Return every line of the entries that includes the word "such".

- Data in this exercise
● ● ● ● ●

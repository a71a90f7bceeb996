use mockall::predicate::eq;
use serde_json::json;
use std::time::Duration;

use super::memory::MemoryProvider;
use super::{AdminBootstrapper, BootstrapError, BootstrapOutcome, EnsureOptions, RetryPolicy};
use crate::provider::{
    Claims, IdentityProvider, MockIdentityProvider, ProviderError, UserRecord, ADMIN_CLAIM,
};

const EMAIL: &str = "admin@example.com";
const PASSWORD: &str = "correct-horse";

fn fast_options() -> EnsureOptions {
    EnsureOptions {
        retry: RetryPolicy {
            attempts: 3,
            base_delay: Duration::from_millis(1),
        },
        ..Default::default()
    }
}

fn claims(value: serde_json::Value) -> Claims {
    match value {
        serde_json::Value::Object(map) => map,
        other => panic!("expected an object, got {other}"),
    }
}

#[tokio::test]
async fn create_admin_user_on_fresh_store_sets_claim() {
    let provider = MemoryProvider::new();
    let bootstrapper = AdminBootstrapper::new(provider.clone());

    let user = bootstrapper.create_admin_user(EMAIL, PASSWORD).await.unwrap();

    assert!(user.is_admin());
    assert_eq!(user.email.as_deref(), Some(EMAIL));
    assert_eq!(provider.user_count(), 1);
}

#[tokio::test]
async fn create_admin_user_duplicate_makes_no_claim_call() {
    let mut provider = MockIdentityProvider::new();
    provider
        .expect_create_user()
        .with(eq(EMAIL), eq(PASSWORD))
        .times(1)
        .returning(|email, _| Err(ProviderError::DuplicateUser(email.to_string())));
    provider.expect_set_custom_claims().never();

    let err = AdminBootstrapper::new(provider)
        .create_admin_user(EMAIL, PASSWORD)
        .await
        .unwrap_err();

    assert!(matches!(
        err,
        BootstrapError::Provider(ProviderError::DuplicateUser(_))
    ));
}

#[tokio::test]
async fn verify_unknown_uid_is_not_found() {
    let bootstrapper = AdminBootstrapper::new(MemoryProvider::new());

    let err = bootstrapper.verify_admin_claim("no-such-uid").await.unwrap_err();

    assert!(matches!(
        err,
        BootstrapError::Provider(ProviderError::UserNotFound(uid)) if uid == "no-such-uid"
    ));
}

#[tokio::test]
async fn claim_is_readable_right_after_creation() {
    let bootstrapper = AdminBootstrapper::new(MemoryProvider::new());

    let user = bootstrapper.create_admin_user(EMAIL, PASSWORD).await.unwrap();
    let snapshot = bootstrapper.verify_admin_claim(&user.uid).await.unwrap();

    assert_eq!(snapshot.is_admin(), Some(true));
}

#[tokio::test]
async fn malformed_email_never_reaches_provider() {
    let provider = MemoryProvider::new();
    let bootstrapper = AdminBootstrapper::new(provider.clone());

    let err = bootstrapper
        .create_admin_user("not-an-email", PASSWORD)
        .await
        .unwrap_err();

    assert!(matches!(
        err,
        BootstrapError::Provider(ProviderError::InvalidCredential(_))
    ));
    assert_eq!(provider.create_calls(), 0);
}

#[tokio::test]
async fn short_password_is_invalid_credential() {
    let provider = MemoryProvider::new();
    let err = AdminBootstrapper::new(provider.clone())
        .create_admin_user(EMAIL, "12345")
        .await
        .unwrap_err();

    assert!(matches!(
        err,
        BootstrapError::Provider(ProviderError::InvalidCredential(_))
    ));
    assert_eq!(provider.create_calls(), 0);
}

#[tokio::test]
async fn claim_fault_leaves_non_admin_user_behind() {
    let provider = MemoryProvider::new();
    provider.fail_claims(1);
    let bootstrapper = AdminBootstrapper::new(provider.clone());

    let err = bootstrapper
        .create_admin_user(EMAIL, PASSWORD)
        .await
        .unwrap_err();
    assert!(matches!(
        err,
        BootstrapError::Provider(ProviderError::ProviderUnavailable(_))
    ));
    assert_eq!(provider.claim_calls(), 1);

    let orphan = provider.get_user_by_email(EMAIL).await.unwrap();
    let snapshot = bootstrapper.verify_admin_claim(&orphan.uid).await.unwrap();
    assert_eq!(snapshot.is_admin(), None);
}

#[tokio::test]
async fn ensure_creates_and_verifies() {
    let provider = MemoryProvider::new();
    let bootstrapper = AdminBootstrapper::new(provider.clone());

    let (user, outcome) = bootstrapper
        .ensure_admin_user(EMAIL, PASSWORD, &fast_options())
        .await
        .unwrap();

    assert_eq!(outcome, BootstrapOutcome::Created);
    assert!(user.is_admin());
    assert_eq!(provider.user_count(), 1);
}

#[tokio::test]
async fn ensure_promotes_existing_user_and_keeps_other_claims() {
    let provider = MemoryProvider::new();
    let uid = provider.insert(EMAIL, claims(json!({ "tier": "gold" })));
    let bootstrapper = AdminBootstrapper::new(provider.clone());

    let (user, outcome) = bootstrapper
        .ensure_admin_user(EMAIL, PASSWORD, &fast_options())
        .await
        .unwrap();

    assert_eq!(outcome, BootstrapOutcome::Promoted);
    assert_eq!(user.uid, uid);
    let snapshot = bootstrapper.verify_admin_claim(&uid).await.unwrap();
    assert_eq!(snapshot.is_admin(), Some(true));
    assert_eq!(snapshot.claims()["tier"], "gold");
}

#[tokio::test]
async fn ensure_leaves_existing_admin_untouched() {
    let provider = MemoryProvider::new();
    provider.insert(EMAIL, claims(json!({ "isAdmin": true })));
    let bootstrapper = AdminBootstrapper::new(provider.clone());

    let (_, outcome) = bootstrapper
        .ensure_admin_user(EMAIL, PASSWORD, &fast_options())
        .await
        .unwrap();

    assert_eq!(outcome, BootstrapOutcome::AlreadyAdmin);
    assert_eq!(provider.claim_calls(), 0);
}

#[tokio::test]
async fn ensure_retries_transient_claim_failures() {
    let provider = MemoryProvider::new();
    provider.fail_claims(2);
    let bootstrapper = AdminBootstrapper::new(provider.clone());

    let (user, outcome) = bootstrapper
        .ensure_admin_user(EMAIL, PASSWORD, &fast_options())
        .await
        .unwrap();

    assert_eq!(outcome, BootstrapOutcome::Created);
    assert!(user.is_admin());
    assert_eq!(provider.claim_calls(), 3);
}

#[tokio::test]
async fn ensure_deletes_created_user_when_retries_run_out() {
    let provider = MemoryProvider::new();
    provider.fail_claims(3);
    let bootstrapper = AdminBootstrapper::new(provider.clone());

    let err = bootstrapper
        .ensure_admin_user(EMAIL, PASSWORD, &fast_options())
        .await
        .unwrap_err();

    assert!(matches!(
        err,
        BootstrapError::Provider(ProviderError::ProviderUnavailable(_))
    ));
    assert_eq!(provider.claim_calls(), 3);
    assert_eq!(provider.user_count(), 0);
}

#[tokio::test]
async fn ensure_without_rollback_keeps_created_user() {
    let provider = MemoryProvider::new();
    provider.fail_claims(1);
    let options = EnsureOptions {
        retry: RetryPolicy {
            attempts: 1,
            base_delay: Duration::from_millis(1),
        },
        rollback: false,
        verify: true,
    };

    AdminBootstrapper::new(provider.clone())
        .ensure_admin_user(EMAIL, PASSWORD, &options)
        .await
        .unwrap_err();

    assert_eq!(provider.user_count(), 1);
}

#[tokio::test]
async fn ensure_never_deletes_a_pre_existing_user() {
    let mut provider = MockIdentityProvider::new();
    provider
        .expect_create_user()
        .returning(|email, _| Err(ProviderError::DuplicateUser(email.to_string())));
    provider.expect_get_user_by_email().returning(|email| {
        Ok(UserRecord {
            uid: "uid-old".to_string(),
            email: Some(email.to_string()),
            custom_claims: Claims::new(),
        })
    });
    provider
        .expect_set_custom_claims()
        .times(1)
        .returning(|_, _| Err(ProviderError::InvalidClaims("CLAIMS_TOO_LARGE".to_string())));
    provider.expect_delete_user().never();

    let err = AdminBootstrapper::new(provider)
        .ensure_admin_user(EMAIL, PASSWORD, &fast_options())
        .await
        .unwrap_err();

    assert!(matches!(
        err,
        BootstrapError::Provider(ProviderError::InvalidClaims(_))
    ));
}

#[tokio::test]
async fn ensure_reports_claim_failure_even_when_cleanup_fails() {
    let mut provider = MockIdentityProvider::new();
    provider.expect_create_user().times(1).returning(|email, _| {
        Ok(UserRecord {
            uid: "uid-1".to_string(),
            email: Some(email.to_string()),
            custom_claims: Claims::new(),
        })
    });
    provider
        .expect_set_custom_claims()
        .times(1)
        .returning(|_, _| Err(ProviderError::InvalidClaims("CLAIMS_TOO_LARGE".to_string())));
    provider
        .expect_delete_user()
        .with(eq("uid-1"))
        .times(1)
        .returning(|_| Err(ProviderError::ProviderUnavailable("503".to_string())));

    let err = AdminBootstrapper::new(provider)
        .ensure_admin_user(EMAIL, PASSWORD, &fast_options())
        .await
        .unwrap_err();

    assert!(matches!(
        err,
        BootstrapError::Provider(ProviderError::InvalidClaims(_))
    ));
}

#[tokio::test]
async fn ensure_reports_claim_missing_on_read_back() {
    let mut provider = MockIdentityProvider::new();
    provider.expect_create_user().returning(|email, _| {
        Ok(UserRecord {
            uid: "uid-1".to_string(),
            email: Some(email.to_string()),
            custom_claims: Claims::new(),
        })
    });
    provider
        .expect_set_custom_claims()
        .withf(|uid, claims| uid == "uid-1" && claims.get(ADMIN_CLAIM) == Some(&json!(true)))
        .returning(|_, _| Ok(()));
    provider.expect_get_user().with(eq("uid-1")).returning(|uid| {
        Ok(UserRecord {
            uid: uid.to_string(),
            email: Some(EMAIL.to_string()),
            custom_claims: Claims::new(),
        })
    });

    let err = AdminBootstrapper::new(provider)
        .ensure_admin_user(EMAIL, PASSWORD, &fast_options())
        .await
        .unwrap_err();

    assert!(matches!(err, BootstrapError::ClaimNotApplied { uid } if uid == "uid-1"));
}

● ● ● ● ●

- Result for this task
    let err = bootstrapper.verify_admin_claim("no-such-uid").await.unwrap_err();
        BootstrapError::Provider(ProviderError::UserNotFound(uid)) if uid == "no-such-uid"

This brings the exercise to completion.